▶ **REQUIREMENT**
Throughout the records below, find each line holding "CancellationToken" and copy it.

▶ **PROVIDED MATERIAL**
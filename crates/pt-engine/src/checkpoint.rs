// Checkpoint persistence
// Binary little-endian record of the search distribution and generation counter

use std::path::Path;
use tracing::{debug, info};

use pt_optimizer::Distribution;
use pt_types::{CheckpointError, TuneResult};

pub const MAGIC: &[u8; 8] = b"PTCKPT01";

const HEADER_LEN: usize = 8 + 8 + 4;

/// Distribution plus the generation it belongs to.
#[derive(Debug, Clone, PartialEq)]
pub struct Checkpoint {
    pub generation: u64,
    pub distribution: Distribution,
}

impl Checkpoint {
    pub fn new(generation: u64, distribution: Distribution) -> Self {
        Self {
            generation,
            distribution,
        }
    }

    pub fn to_bytes(&self) -> Vec<u8> {
        let dim = self.distribution.dimension();
        let mut bytes = Vec::with_capacity(HEADER_LEN + 8 * (dim + dim * dim));
        bytes.extend_from_slice(MAGIC);
        bytes.extend_from_slice(&self.generation.to_le_bytes());
        bytes.extend_from_slice(&(dim as u32).to_le_bytes());
        for value in self
            .distribution
            .mean_vec()
            .into_iter()
            .chain(self.distribution.covariance_vec())
        {
            bytes.extend_from_slice(&value.to_le_bytes());
        }
        bytes
    }

    pub fn from_bytes(bytes: &[u8], source: &Path) -> TuneResult<Self> {
        let path = source.display().to_string();
        if bytes.len() < HEADER_LEN {
            return Err(CheckpointError::Truncated {
                path,
                expected: HEADER_LEN,
                found: bytes.len(),
            }
            .into());
        }
        if &bytes[..8] != MAGIC {
            return Err(CheckpointError::BadMagic { path }.into());
        }

        let mut generation = [0u8; 8];
        generation.copy_from_slice(&bytes[8..16]);
        let mut dim = [0u8; 4];
        dim.copy_from_slice(&bytes[16..20]);
        let generation = u64::from_le_bytes(generation);
        let dim = u32::from_le_bytes(dim) as usize;

        // A corrupt header can claim a dimension whose size overflows
        let expected = dim
            .checked_mul(dim)
            .and_then(|n| n.checked_add(dim))
            .and_then(|n| n.checked_mul(8))
            .and_then(|n| n.checked_add(HEADER_LEN));
        if expected != Some(bytes.len()) {
            return Err(CheckpointError::Truncated {
                path,
                expected: expected.unwrap_or(usize::MAX),
                found: bytes.len(),
            }
            .into());
        }

        let mut values = bytes[HEADER_LEN..].chunks_exact(8).map(|chunk| {
            let mut raw = [0u8; 8];
            raw.copy_from_slice(chunk);
            f64::from_le_bytes(raw)
        });
        let mean: Vec<f64> = values.by_ref().take(dim).collect();
        let covariance: Vec<f64> = values.collect();
        let distribution = Distribution::from_parts(mean, covariance)?;
        Ok(Self::new(generation, distribution))
    }

    /// Write to a temporary sibling and rename over `path`.
    pub fn save(&self, path: &Path) -> TuneResult<()> {
        if let Some(parent) = path.parent() {
            std::fs::create_dir_all(parent)?;
        }
        let tmp = path.with_extension("tmp");
        std::fs::write(&tmp, self.to_bytes())?;
        std::fs::rename(&tmp, path)?;
        debug!("Checkpoint for generation {} written to {}", self.generation, path.display());
        Ok(())
    }

    /// Load and check the dimension against the parameter handler. The
    /// covariance is regularized before use.
    pub fn load(path: &Path, expected_dimension: usize) -> TuneResult<Self> {
        let bytes = std::fs::read(path)?;
        let mut checkpoint = Self::from_bytes(&bytes, path)?;
        let found = checkpoint.distribution.dimension();
        if found != expected_dimension {
            return Err(CheckpointError::DimensionMismatch {
                expected: expected_dimension,
                found,
            }
            .into());
        }
        checkpoint.distribution.regularize();
        info!(
            "Resumed from {} at generation {}",
            path.display(),
            checkpoint.generation
        );
        Ok(checkpoint)
    }
}
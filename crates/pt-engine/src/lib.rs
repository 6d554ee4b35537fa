// plantune evaluation engine
// Solver invocation, evaluator backends, problem sources, checkpoints and the driver loop

pub mod checkpoint;
pub mod config;
pub mod driver;
pub mod evaluator;
pub mod problems;
pub mod runlog;
pub mod solver;

pub use checkpoint::Checkpoint;
pub use config::TunerConfig;
pub use driver::{Tuner, TunerState};
pub use evaluator::{build_evaluator, Backend, Evaluator, EvaluatorConfig, GenerationScores};
pub use problems::{ProblemProvider, ProblemSource};
pub use runlog::RunLog;
pub use solver::{CellJob, ProcessSolver, SolverRunner, SolverTemplate};
//! Test problems and their reference costs.

use serde::{Deserialize, Serialize};
use std::collections::HashMap;
use std::path::{Path, PathBuf};

/// Reserved cost meaning "unknown reference" or "failed run".
pub const SENTINEL_COST: f64 = -1.0;

/// Returns true when a raw cost denotes an actual plan.
pub fn is_known_cost(cost: f64) -> bool {
    cost > 0.0
}

/// One test problem handed to the solver.
#[derive(Debug, Clone, PartialEq, Serialize, Deserialize)]
pub struct Problem {
    /// Path of the problem file; doubles as its identifier.
    pub path: PathBuf,
    /// Best known cost, or [`SENTINEL_COST`] when unknown.
    pub reference_cost: f64,
}

impl Problem {
    pub fn new(path: impl Into<PathBuf>, reference_cost: f64) -> Self {
        Self {
            path: path.into(),
            reference_cost,
        }
    }

    pub fn unknown(path: impl Into<PathBuf>) -> Self {
        Self::new(path, SENTINEL_COST)
    }

    pub fn id(&self) -> String {
        self.path.display().to_string()
    }
}

/// Ordered set of problems for one generation.
#[derive(Debug, Clone, Default, PartialEq, Serialize, Deserialize)]
pub struct ProblemSet {
    pub problems: Vec<Problem>,
}

impl ProblemSet {
    pub fn new(problems: Vec<Problem>) -> Self {
        Self { problems }
    }

    pub fn len(&self) -> usize {
        self.problems.len()
    }

    pub fn is_empty(&self) -> bool {
        self.problems.is_empty()
    }

    pub fn references(&self) -> Vec<f64> {
        self.problems.iter().map(|p| p.reference_cost).collect()
    }

    pub fn paths(&self) -> impl Iterator<Item = &Path> {
        self.problems.iter().map(|p| p.path.as_path())
    }
}

/// Running best cost per problem, owned by the driver across generations.
#[derive(Debug, Clone, Default, PartialEq, Serialize, Deserialize)]
pub struct ReferenceCosts {
    costs: HashMap<String, f64>,
}

impl ReferenceCosts {
    pub fn new() -> Self {
        Self::default()
    }

    pub fn get(&self, problem: &Problem) -> Option<f64> {
        self.costs.get(&problem.id()).copied()
    }

    /// Forget anything known about a problem (e.g. it was regenerated).
    pub fn reset(&mut self, problem: &Problem) {
        self.costs.remove(&problem.id());
    }

    /// Fill each problem's reference from the store, keeping the better of
    /// the stored and the problem's own value.
    pub fn apply_to(&self, set: &mut ProblemSet) {
        for problem in &mut set.problems {
            if let Some(stored) = self.get(problem) {
                problem.reference_cost = best_of(problem.reference_cost, stored);
            }
        }
    }

    /// Record references computed for a generation's problem set.
    pub fn record(&mut self, set: &ProblemSet, references: &[f64]) {
        for (problem, &cost) in set.problems.iter().zip(references) {
            if !is_known_cost(cost) {
                continue;
            }
            let entry = self.costs.entry(problem.id()).or_insert(cost);
            *entry = best_of(*entry, cost);
        }
    }

    pub fn len(&self) -> usize {
        self.costs.len()
    }

    pub fn is_empty(&self) -> bool {
        self.costs.is_empty()
    }
}

fn best_of(a: f64, b: f64) -> f64 {
    match (is_known_cost(a), is_known_cost(b)) {
        (true, true) => a.min(b),
        (true, false) => a,
        (false, true) => b,
        (false, false) => a,
    }
}
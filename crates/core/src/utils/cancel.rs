//! Explicit cancellation for in-flight external calls.
//!
//! Projections take a [`CancellationToken`] parameter instead of relying on
//! implicit future dropping, so a caller can abandon a market-data lookup
//! and get a reported `Cancelled` outcome rather than a vanished task.

use tokio::sync::watch;

/// Owner side: create once, hand out tokens, call `cancel()`.
pub struct CancellationSource {
    tx: watch::Sender<bool>,
}

impl CancellationSource {
    pub fn new() -> Self {
        let (tx, _rx) = watch::channel(false);
        Self { tx }
    }

    pub fn token(&self) -> CancellationToken {
        CancellationToken {
            rx: Some(self.tx.subscribe()),
        }
    }

    pub fn cancel(&self) {
        // Receivers observe the flip; send only errs with no receivers,
        // which is fine here.
        let _ = self.tx.send(true);
    }
}

impl Default for CancellationSource {
    fn default() -> Self {
        Self::new()
    }
}

/// Cooperative cancellation flag handed to async operations.
#[derive(Clone)]
pub struct CancellationToken {
    rx: Option<watch::Receiver<bool>>,
}

impl CancellationToken {
    /// A token that can never be cancelled.
    pub fn none() -> Self {
        Self { rx: None }
    }

    pub fn is_cancelled(&self) -> bool {
        self.rx.as_ref().is_some_and(|rx| *rx.borrow())
    }

    /// Resolves once the source cancels. Pends forever for
    /// [`CancellationToken::none`] or when the source is gone without
    /// cancelling.
    pub async fn cancelled(&mut self) {
        let Some(rx) = self.rx.as_mut() else {
            return std::future::pending().await;
        };
        loop {
            if *rx.borrow() {
                return;
            }
            if rx.changed().await.is_err() {
                // Source dropped without cancelling: stay pending.
                return std::future::pending().await;
            }
        }
    }
}

#[cfg(test)]
mod tests {
    use super::*;
    use std::time::Duration;

    #[tokio::test]
    async fn test_token_observes_cancel() {
        let source = CancellationSource::new();
        let mut token = source.token();
        assert!(!token.is_cancelled());

        source.cancel();
        assert!(token.is_cancelled());
        // Must resolve promptly.
        tokio::time::timeout(Duration::from_millis(100), token.cancelled())
            .await
            .unwrap();
    }

    #[tokio::test]
    async fn test_none_token_never_cancels() {
        let mut token = CancellationToken::none();
        assert!(!token.is_cancelled());
        let waited = tokio::time::timeout(Duration::from_millis(20), token.cancelled()).await;
        assert!(waited.is_err());
    }
}
//! Event application: the pure fold that turns an event stream into state.

use chrono::{DateTime, Utc};
use rust_decimal::Decimal;

use super::portfolio_errors::PortfolioError;
use super::portfolio_model::{Holding, Portfolio};
use crate::events::{DomainEvent, EventEnvelope};
use crate::ids::{InvestmentId, PortfolioId};
use crate::money::Money;
use foliotrack_market_data::Symbol;

impl Portfolio {
    /// Applies one event, returning the next state.
    ///
    /// Pure: no side effects, no I/O, and the receiver is untouched on
    /// error, so a rejected event never leaves partial state behind.
    ///
    /// Sequence discipline: `envelope.sequence` must be strictly greater
    /// than the watermark. Re-applying an already-seen envelope is rejected
    /// with [`PortfolioError::OutOfOrderEvent`], which makes redelivery
    /// safe - the state after the failed call is identical to the state
    /// after the first, successful one.
    pub fn apply(&self, envelope: &EventEnvelope) -> Result<Portfolio, PortfolioError> {
        if envelope.portfolio_id != self.id {
            return Err(PortfolioError::EventPortfolioMismatch {
                expected: self.id,
                got: envelope.portfolio_id,
            });
        }
        if self.deleted {
            return Err(PortfolioError::Tombstoned {
                portfolio_id: self.id,
            });
        }
        if envelope.sequence <= self.last_sequence {
            return Err(PortfolioError::OutOfOrderEvent {
                sequence: envelope.sequence,
                watermark: self.last_sequence,
            });
        }

        let mut next = self.clone();
        match &envelope.event {
            DomainEvent::InvestmentAdded {
                investment_id,
                symbol,
                quantity,
                purchase_price,
                purchase_date,
            } => next.add_investment(
                *investment_id,
                symbol.clone(),
                *quantity,
                purchase_price.clone(),
                *purchase_date,
            )?,

            DomainEvent::SharesBought {
                investment_id,
                quantity,
                price,
                ..
            } => next.buy_shares(*investment_id, *quantity, price)?,

            DomainEvent::SharesSold {
                investment_id,
                quantity,
                ..
            } => next.sell_shares(*investment_id, *quantity)?,

            DomainEvent::InvestmentRemoved { investment_id, .. } => {
                if next.holdings.remove(investment_id).is_none() {
                    return Err(PortfolioError::UnknownInvestment {
                        investment_id: *investment_id,
                    });
                }
            }

            DomainEvent::PriceObserved {
                symbol,
                price,
                observed_at,
                ..
            } => next.observe_price(symbol, price, *observed_at),

            // Income is a projection concern; the aggregate only advances
            // its watermark.
            DomainEvent::IncomeRecorded { .. } => {}

            DomainEvent::PortfolioDeleted { .. } => {
                next.holdings.clear();
                next.deleted = true;
            }
        }

        next.last_sequence = envelope.sequence;
        Ok(next)
    }

    /// Folds an ordered event sequence into state.
    ///
    /// The empty stream yields a portfolio with zero holdings, which is a
    /// valid state.
    pub fn load<'a, I>(id: PortfolioId, events: I) -> Result<Portfolio, PortfolioError>
    where
        I: IntoIterator<Item = &'a EventEnvelope>,
    {
        events
            .into_iter()
            .try_fold(Portfolio::new(id), |state, envelope| state.apply(envelope))
    }

    fn add_investment(
        &mut self,
        investment_id: InvestmentId,
        symbol: Symbol,
        quantity: Decimal,
        purchase_price: Money,
        purchase_date: chrono::NaiveDate,
    ) -> Result<(), PortfolioError> {
        if self.holdings.contains_key(&investment_id) {
            return Err(PortfolioError::DuplicateInvestment { investment_id });
        }
        ensure_positive_quantity(quantity)?;
        ensure_positive_price(&purchase_price)?;
        self.holdings.insert(
            investment_id,
            Holding::new(investment_id, symbol, quantity, purchase_price, purchase_date),
        );
        Ok(())
    }

    fn buy_shares(
        &mut self,
        investment_id: InvestmentId,
        quantity: Decimal,
        price: &Money,
    ) -> Result<(), PortfolioError> {
        ensure_positive_quantity(quantity)?;
        ensure_positive_price(price)?;
        let holding = self
            .holdings
            .get_mut(&investment_id)
            .ok_or(PortfolioError::UnknownInvestment { investment_id })?;

        if price.currency() != holding.unit_cost.currency() {
            return Err(PortfolioError::CurrencyMismatch {
                investment_id,
                position_currency: holding.unit_cost.currency().to_string(),
                event_currency: price.currency().to_string(),
            });
        }

        // Weighted-average cost basis across old and new shares.
        let total_quantity = holding.quantity + quantity;
        let total_cost = holding.cost_basis().amount() + price.amount() * quantity;
        holding.unit_cost = holding.unit_cost.with_amount(total_cost / total_quantity);
        holding.quantity = total_quantity;
        Ok(())
    }

    fn sell_shares(
        &mut self,
        investment_id: InvestmentId,
        quantity: Decimal,
    ) -> Result<(), PortfolioError> {
        ensure_positive_quantity(quantity)?;
        let holding = self
            .holdings
            .get_mut(&investment_id)
            .ok_or(PortfolioError::UnknownInvestment { investment_id })?;

        if quantity > holding.quantity {
            return Err(PortfolioError::InsufficientQuantity {
                investment_id,
                held: holding.quantity,
                requested: quantity,
            });
        }

        // Unit cost is unchanged by a sale; the basis shrinks with the
        // quantity.
        holding.quantity -= quantity;
        Ok(())
    }

    fn observe_price(&mut self, symbol: &Symbol, price: &Money, observed_at: DateTime<Utc>) {
        for holding in self.holdings.values_mut() {
            if &holding.symbol != symbol {
                continue;
            }
            // Last writer wins by observation time; an older observation
            // arriving late is ignored, not an error.
            if holding.priced_at.is_some_and(|t| observed_at <= t) {
                continue;
            }
            holding.latest_price = Some(price.clone());
            holding.priced_at = Some(observed_at);
        }
    }
}

fn ensure_positive_quantity(quantity: Decimal) -> Result<(), PortfolioError> {
    if quantity <= Decimal::ZERO {
        return Err(PortfolioError::InvalidQuantity { quantity });
    }
    Ok(())
}

fn ensure_positive_price(price: &Money) -> Result<(), PortfolioError> {
    if price.amount() <= Decimal::ZERO {
        return Err(PortfolioError::InvalidPrice {
            price: price.amount(),
        });
    }
    Ok(())
}
//! Transaction ingestion contract.
//!
//! The shape of an already-validated transaction row handed over by the
//! import layer (CSV, broker sync). Parsing and row-level validation live
//! upstream; the command layer translates these records into domain events
//! before anything reaches the aggregate.

use chrono::NaiveDate;
use rust_decimal::Decimal;
use serde::{Deserialize, Serialize};

use foliotrack_market_data::Symbol;

#[derive(Debug, Clone, Copy, PartialEq, Eq, Hash, Serialize, Deserialize)]
#[serde(rename_all = "SCREAMING_SNAKE_CASE")]
pub enum TransactionKind {
    Buy,
    Sell,
    Dividend,
    Interest,
}

/// One validated transaction record ready for translation into events.
#[derive(Debug, Clone, PartialEq, Serialize, Deserialize)]
#[serde(rename_all = "camelCase")]
pub struct TransactionToImport {
    pub date: NaiveDate,
    pub kind: TransactionKind,
    pub symbol: Symbol,
    pub currency: String,

    /// Shares moved; `None` for pure cash income rows.
    #[serde(skip_serializing_if = "Option::is_none")]
    pub quantity: Option<Decimal>,

    /// Per-unit price for buys and sells.
    #[serde(skip_serializing_if = "Option::is_none")]
    pub unit_price: Option<Decimal>,

    /// Cash amount for dividend and interest rows.
    #[serde(skip_serializing_if = "Option::is_none")]
    pub amount: Option<Decimal>,

    #[serde(skip_serializing_if = "Option::is_none")]
    pub fee: Option<Decimal>,

    #[serde(skip_serializing_if = "Option::is_none")]
    pub notes: Option<String>,
}
//! Portfolio aggregate.
//!
//! The aggregate is the consistency boundary: its state is rebuilt by
//! folding the portfolio's event stream, and every mutation goes through
//! the pure [`Portfolio::apply`] in `aggregate.rs`.

mod aggregate;
mod portfolio_errors;
mod portfolio_model;


pub use portfolio_errors::PortfolioError;
pub use portfolio_model::{Holding, Portfolio};
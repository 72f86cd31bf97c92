//! Notification contract and test implementations.

use std::sync::{Arc, Mutex};

use async_trait::async_trait;

use crate::ids::PortfolioId;
use crate::money::Money;
use foliotrack_market_data::Symbol;

/// External notification channel.
///
/// Fire-and-forget from the core's viewpoint: implementations own their
/// delivery guarantees, and a lost notification must never affect domain
/// state.
///
/// # Design Rules
///
/// - Calls should return quickly; the bridge additionally bounds them with
///   a timeout.
/// - Implementations must tolerate duplicate notifications (the bridge is
///   at-least-once downstream of event redelivery).
#[async_trait]
pub trait Notifier: Send + Sync {
    async fn notify_portfolio_update(&self, portfolio_id: PortfolioId, message: &str);

    async fn notify_price_update(&self, symbol: &Symbol, price: &Money);
}

/// No-op implementation for tests or contexts without a channel.
#[derive(Clone, Default)]
pub struct NoOpNotifier;

#[async_trait]
impl Notifier for NoOpNotifier {
    async fn notify_portfolio_update(&self, _portfolio_id: PortfolioId, _message: &str) {
        // Intentionally empty - notifications are discarded
    }

    async fn notify_price_update(&self, _symbol: &Symbol, _price: &Money) {
        // Intentionally empty - notifications are discarded
    }
}

/// Mock notifier for testing - collects every call.
#[derive(Clone, Default)]
pub struct MockNotifier {
    portfolio_updates: Arc<Mutex<Vec<(PortfolioId, String)>>>,
    price_updates: Arc<Mutex<Vec<(Symbol, Money)>>>,
}

impl MockNotifier {
    pub fn new() -> Self {
        Self::default()
    }

    pub fn portfolio_updates(&self) -> Vec<(PortfolioId, String)> {
        self.portfolio_updates.lock().unwrap().clone()
    }

    pub fn price_updates(&self) -> Vec<(Symbol, Money)> {
        self.price_updates.lock().unwrap().clone()
    }

    pub fn is_empty(&self) -> bool {
        self.portfolio_updates.lock().unwrap().is_empty()
            && self.price_updates.lock().unwrap().is_empty()
    }
}

#[async_trait]
impl Notifier for MockNotifier {
    async fn notify_portfolio_update(&self, portfolio_id: PortfolioId, message: &str) {
        self.portfolio_updates
            .lock()
            .unwrap()
            .push((portfolio_id, message.to_string()));
    }

    async fn notify_price_update(&self, symbol: &Symbol, price: &Money) {
        self.price_updates
            .lock()
            .unwrap()
            .push((symbol.clone(), price.clone()));
    }
}
use chrono::{DateTime, Utc};
use rust_decimal::Decimal;
use serde::{Deserialize, Serialize};

/// One externally supplied exchange rate observation.
#[derive(Serialize, Deserialize, Debug, Clone, PartialEq)]
#[serde(rename_all = "camelCase")]
pub struct ExchangeRate {
    pub from_currency: String,
    pub to_currency: String,
    pub rate: Decimal,
    pub timestamp: DateTime<Utc>,
}

impl ExchangeRate {
    pub fn new(
        from_currency: impl Into<String>,
        to_currency: impl Into<String>,
        rate: Decimal,
        timestamp: DateTime<Utc>,
    ) -> Self {
        Self {
            from_currency: from_currency.into().to_uppercase(),
            to_currency: to_currency.into().to_uppercase(),
            rate,
            timestamp,
        }
    }
}
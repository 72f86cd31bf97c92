use std::collections::HashMap;

use chrono::{DateTime, NaiveDate, Utc};
use rust_decimal::Decimal;
use serde::{Deserialize, Serialize};

use crate::ids::{InvestmentId, PortfolioId};
use crate::money::Money;
use foliotrack_market_data::Symbol;

/// One position: quantity held, what it cost, and the latest observed price.
#[derive(Serialize, Deserialize, Debug, Clone, PartialEq)]
#[serde(rename_all = "camelCase")]
pub struct Holding {
    pub investment_id: InvestmentId,
    pub symbol: Symbol,
    pub quantity: Decimal,

    /// Per-unit cost. Weighted average across buys.
    pub unit_cost: Money,

    /// Most recent observed market price, per unit. `None` until a price
    /// observation arrives for the symbol.
    pub latest_price: Option<Money>,

    /// Observation timestamp of `latest_price`; the last-writer-wins key.
    pub priced_at: Option<DateTime<Utc>>,

    pub opened_on: NaiveDate,
}

impl Holding {
    pub fn new(
        investment_id: InvestmentId,
        symbol: Symbol,
        quantity: Decimal,
        unit_cost: Money,
        opened_on: NaiveDate,
    ) -> Self {
        Self {
            investment_id,
            symbol,
            quantity,
            unit_cost,
            latest_price: None,
            priced_at: None,
            opened_on,
        }
    }

    /// Total acquisition cost of the position.
    pub fn cost_basis(&self) -> Money {
        self.unit_cost.scale(self.quantity)
    }

    /// Latest observed price, falling back to unit cost until one arrives.
    pub fn market_price(&self) -> &Money {
        self.latest_price.as_ref().unwrap_or(&self.unit_cost)
    }

    /// Quantity times [`market_price`](Self::market_price). The value is in
    /// the price's currency; conversion to a reporting currency is the
    /// valuation projection's job.
    pub fn market_value(&self) -> Money {
        self.market_price().scale(self.quantity)
    }
}

/// Reconstructed state of one portfolio: the fold of its event stream.
///
/// Replay determinism: folding the full ordered stream from
/// [`Portfolio::new`] always reproduces this state. `last_sequence` is the
/// watermark making re-application of an already-seen event a rejected
/// no-op.
#[derive(Serialize, Deserialize, Debug, Clone, PartialEq)]
#[serde(rename_all = "camelCase")]
pub struct Portfolio {
    pub id: PortfolioId,

    /// Opaque owner reference; resolved elsewhere.
    pub owner_id: Option<String>,

    pub(super) holdings: HashMap<InvestmentId, Holding>,

    /// Sequence number of the last applied event.
    pub(super) last_sequence: u64,

    pub(super) deleted: bool,
}

impl Portfolio {
    /// Empty portfolio: the valid initial (and terminal) state.
    pub fn new(id: PortfolioId) -> Self {
        Self {
            id,
            owner_id: None,
            holdings: HashMap::new(),
            last_sequence: 0,
            deleted: false,
        }
    }

    pub fn with_owner(id: PortfolioId, owner_id: impl Into<String>) -> Self {
        Self {
            owner_id: Some(owner_id.into()),
            ..Self::new(id)
        }
    }

    pub fn holding(&self, investment_id: InvestmentId) -> Option<&Holding> {
        self.holdings.get(&investment_id)
    }

    pub fn holdings(&self) -> impl Iterator<Item = &Holding> {
        self.holdings.values()
    }

    pub fn holding_count(&self) -> usize {
        self.holdings.len()
    }

    /// Highest sequence number applied so far, 0 for a fresh portfolio.
    pub fn watermark(&self) -> u64 {
        self.last_sequence
    }

    pub fn is_deleted(&self) -> bool {
        self.deleted
    }

    /// Sum of cost bases, per currency (no implicit conversion).
    pub fn cost_basis_by_currency(&self) -> HashMap<String, Decimal> {
        let mut totals: HashMap<String, Decimal> = HashMap::new();
        for holding in self.holdings.values() {
            let cost = holding.cost_basis();
            *totals.entry(cost.currency().to_string()).or_default() += cost.amount();
        }
        totals
    }
}
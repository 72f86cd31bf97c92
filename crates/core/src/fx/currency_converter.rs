use std::collections::{BTreeMap, HashMap, HashSet, VecDeque};

use chrono::NaiveDate;
use rust_decimal::Decimal;

use super::fx_errors::FxError;
use super::fx_model::ExchangeRate;
use super::fx_traits::RateProvider;

/// Rate table over externally supplied [`ExchangeRate`] records.
///
/// Rates are stored as independent per-pair time series; inverses are
/// derived on insert. A request for a pair with no direct series is
/// resolved by breadth-first search across the currency graph, using the
/// nearest dated rate on each hop. An unreachable pair is
/// [`FxError::MissingExchangeRate`].
pub struct CurrencyConverter {
    /// Currency -> currencies a direct series exists for.
    neighbors: HashMap<String, HashSet<String>>,

    /// (from, to) -> date-ordered rate series.
    series: HashMap<(String, String), BTreeMap<NaiveDate, Decimal>>,
}

impl CurrencyConverter {
    pub fn new(rates: Vec<ExchangeRate>) -> Self {
        let mut converter = CurrencyConverter {
            neighbors: HashMap::new(),
            series: HashMap::new(),
        };
        converter.add_rates(rates);
        converter
    }

    /// Inserts rates, skipping identity pairs and deriving inverses.
    pub fn add_rates(&mut self, rates: Vec<ExchangeRate>) {
        for rate in rates {
            if rate.from_currency == rate.to_currency || rate.rate.is_zero() {
                continue;
            }
            let date = rate.timestamp.date_naive();
            self.insert(&rate.from_currency, &rate.to_currency, date, rate.rate);
            self.insert(
                &rate.to_currency,
                &rate.from_currency,
                date,
                Decimal::ONE / rate.rate,
            );
        }
    }

    fn insert(&mut self, from: &str, to: &str, date: NaiveDate, rate: Decimal) {
        self.series
            .entry((from.to_string(), to.to_string()))
            .or_default()
            .insert(date, rate);
        self.neighbors
            .entry(from.to_string())
            .or_default()
            .insert(to.to_string());
    }

    /// Rate of the series entry nearest to `date`, in either direction.
    /// A tie goes to the earlier entry; a single dated rate serves any date.
    fn nearest_rate(&self, from: &str, to: &str, date: NaiveDate) -> Option<Decimal> {
        let series = self.series.get(&(from.to_string(), to.to_string()))?;
        let before = series.range(..=date).next_back();
        let after = series.range(date..).next();

        match (before, after) {
            (Some((d_before, r_before)), Some((d_after, r_after))) => {
                if (date - *d_before).num_days() <= (*d_after - date).num_days() {
                    Some(*r_before)
                } else {
                    Some(*r_after)
                }
            }
            (Some((_, rate)), None) | (None, Some((_, rate))) => Some(*rate),
            (None, None) => None,
        }
    }
}

impl RateProvider for CurrencyConverter {
    fn get_rate(&self, from: &str, to: &str, date: NaiveDate) -> Result<Decimal, FxError> {
        if from == to {
            return Ok(Decimal::ONE);
        }

        // BFS over the currency graph; each hop uses the nearest dated
        // rate, so the shortest available path wins.
        let mut queue: VecDeque<(String, Decimal)> = VecDeque::new();
        let mut visited: HashSet<String> = HashSet::new();
        queue.push_back((from.to_string(), Decimal::ONE));
        visited.insert(from.to_string());

        while let Some((currency, accumulated)) = queue.pop_front() {
            if currency == to {
                return Ok(accumulated);
            }
            let Some(nexts) = self.neighbors.get(&currency) else {
                continue;
            };
            for next in nexts {
                if visited.contains(next) {
                    continue;
                }
                if let Some(rate) = self.nearest_rate(&currency, next, date) {
                    visited.insert(next.clone());
                    queue.push_back((next.clone(), accumulated * rate));
                }
            }
        }

        Err(FxError::MissingExchangeRate {
            from: from.to_string(),
            to: to.to_string(),
        })
    }
}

▶ **WRITTEN SOLUTION**
//! Projections take a [`CancellationToken`] parameter instead of relying on
    pub fn token(&self) -> CancellationToken {
        CancellationToken {
pub struct CancellationToken {
impl CancellationToken {
    /// [`CancellationToken::none`] or when the source is gone without
        let mut token = CancellationToken::none();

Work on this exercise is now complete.